Beijos e abraços
Bete gostava de beijinhos. Nada contra cumprimentarmos nossos colegas de trabalho, sinto-me até um mal-humorado por reclamar de efusivos "bom dias". Mas todo dia, beijinhos pela manhã me incomodavam.
Quando via Bete adentrar pelo corredor – éramos poucos no andar naquela época –, meu coração já disparava. O cortisol ia para as alturas. Buscava todas as estratégias para me esconder ou permanecer imóvel no meu posto. Bete respeitava algo que deveria estar na conferência de Genebra e não invadia a baia alheia para beijinhos. Esses eram reservados para quem estivesse dando sopa no caminho.
Ainda assim, era um terror para mim. Como bem observou meu amigo Antonio certa feita, eu mal sei dar um abraço. Não sei o que se passa, talvez deva trabalhar isso em terapia, mas sou muito ruim em cumprimentos. Ainda mais quando diferenças geográficas modificam a quantidade de beijinhos que serão aplicados. E a dúvida provoca lances dignos de drible de futebol, cada um indo para um lado. Situação absolutamente desconfortável. Paulistas, cariocas, gaúchos, mineiros... ninguém se entende.
O RH deveria padronizar essa questão. Bete era uma excelente profissional, seguia as regras. Acredito que, se dissessem a ela para evitar os beijinhos, não se faria de rogada. Nunca dividi isso com ninguém, tinha vergonha da minha inquietação. Não queria ser visto como um desmancha "bom dias". "Clima organizacional é tudo", dizem os especialistas. Aqueles beijos e eventuais abraços eram parte do bom clima do escritório.
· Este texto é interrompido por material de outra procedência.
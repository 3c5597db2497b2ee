//! Router configuration
//!
//! Every list route is reachable with and without the trailing slash.

use axum::{
    middleware::from_fn,
    routing::{get, post},
    Json, Router,
};
use std::time::Duration;
use tower::ServiceBuilder;
use tower_http::{cors::CorsLayer, timeout::TimeoutLayer, trace::TraceLayer};
use utoipa::OpenApi;

use crate::app_state::AppState;
use crate::constants::messages::ROUTE_NOT_FOUND;
use crate::error::{ApiError, ErrorResponse};
use crate::handlers::{health, lists, metrics};
use crate::middleware::{add_security_headers, metrics_middleware, request_logger_middleware};
use crate::models::{ItemResponse, ListCreatedResponse, NewItem};
use crate::services::{DependencyHealth, HealthCheckStatus, HealthStatus};

/// OpenAPI documentation
#[derive(OpenApi)]
#[openapi(
    info(title = "Lists API", version = "0.1.0"),
    paths(
        lists::create_list,
        lists::list_items,
        lists::add_item,
        health::health_check,
        metrics::get_prometheus_metrics,
    ),
    components(schemas(
        ItemResponse,
        NewItem,
        ListCreatedResponse,
        ErrorResponse,
        HealthStatus,
        DependencyHealth,
        HealthCheckStatus,
    )),
    tags(
        (name = "lists", description = "To-do lists and their items"),
        (name = "health", description = "Service health"),
        (name = "metrics", description = "Prometheus metrics"),
    )
)]
pub struct ApiDoc;

/// List routes
pub fn list_routes() -> Router<AppState> {
    Router::new()
        .route("/api/lists", post(lists::create_list))
        .route("/api/lists/", post(lists::create_list))
        .route(
            "/api/lists/{list_id}",
            get(lists::list_items).post(lists::add_item),
        )
        .route(
            "/api/lists/{list_id}/",
            get(lists::list_items).post(lists::add_item),
        )
}

/// Build the application router with middleware and state attached.
pub fn build_router(app_state: AppState) -> Router {
    let request_timeout = Duration::from_secs(app_state.config.request_timeout);

    Router::new()
        .route("/health", get(health::health_check))
        .route("/metrics", get(metrics::get_prometheus_metrics))
        .route(
            "/api/docs/openapi.json",
            get(|| async { Json(ApiDoc::openapi()) }),
        )
        .merge(list_routes())
        .fallback(route_not_found)
        .layer(
            ServiceBuilder::new()
                .layer(TraceLayer::new_for_http())
                .layer(from_fn(request_logger_middleware))
                .layer(from_fn(metrics_middleware))
                .layer(from_fn(add_security_headers))
                .layer(TimeoutLayer::with_status_code(
                    axum::http::StatusCode::REQUEST_TIMEOUT,
                    request_timeout,
                ))
                .layer(CorsLayer::permissive()),
        )
        .with_state(app_state)
}

async fn route_not_found() -> ApiError {
    ApiError::NotFound(ROUTE_NOT_FOUND.to_string())
}
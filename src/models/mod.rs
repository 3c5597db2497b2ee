// Data models and DTOs
// Database rows, API request/response shapes.

pub mod list;

pub use list::{Item, ItemResponse, List, ListCreatedResponse, ListId, NewItem};
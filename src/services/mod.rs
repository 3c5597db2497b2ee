// Business logic services
// Item validation, list orchestration, health checks.

pub mod health_check;
pub mod list_service;

pub use health_check::{DependencyHealth, HealthCheckStatus, HealthChecker, HealthStatus};
pub use list_service::ListService;
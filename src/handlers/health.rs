use axum::{extract::State, http::StatusCode, response::Json};

use crate::services::{HealthCheckStatus, HealthChecker, HealthStatus};

/// Service and store health
#[utoipa::path(
    get,
    path = "/health",
    tag = "health",
    responses(
        (status = 200, description = "Service is healthy", body = HealthStatus),
        (status = 503, description = "Store is unreachable", body = HealthStatus)
    )
)]
pub async fn health_check(
    State(health_checker): State<HealthChecker>,
) -> (StatusCode, Json<HealthStatus>) {
    let health = health_checker.check().await;
    let status = match health.status {
        HealthCheckStatus::Healthy => StatusCode::OK,
        HealthCheckStatus::Unhealthy => StatusCode::SERVICE_UNAVAILABLE,
    };
    (status, Json(health))
}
Também não sei como os departamentos de compliance modernos tratam a questão. Abraçar pode? Beijinho pode? Devemos nos ater apenas aos "bom dias"? No máximo um "bom dia" mais efusivo? É permitido não cumprimentar ninguém? Será que posso atestar que sou muito tímido – não antipático – para ser isento de cumprimentos? Precisamos falar sobre isso. Urgentemente.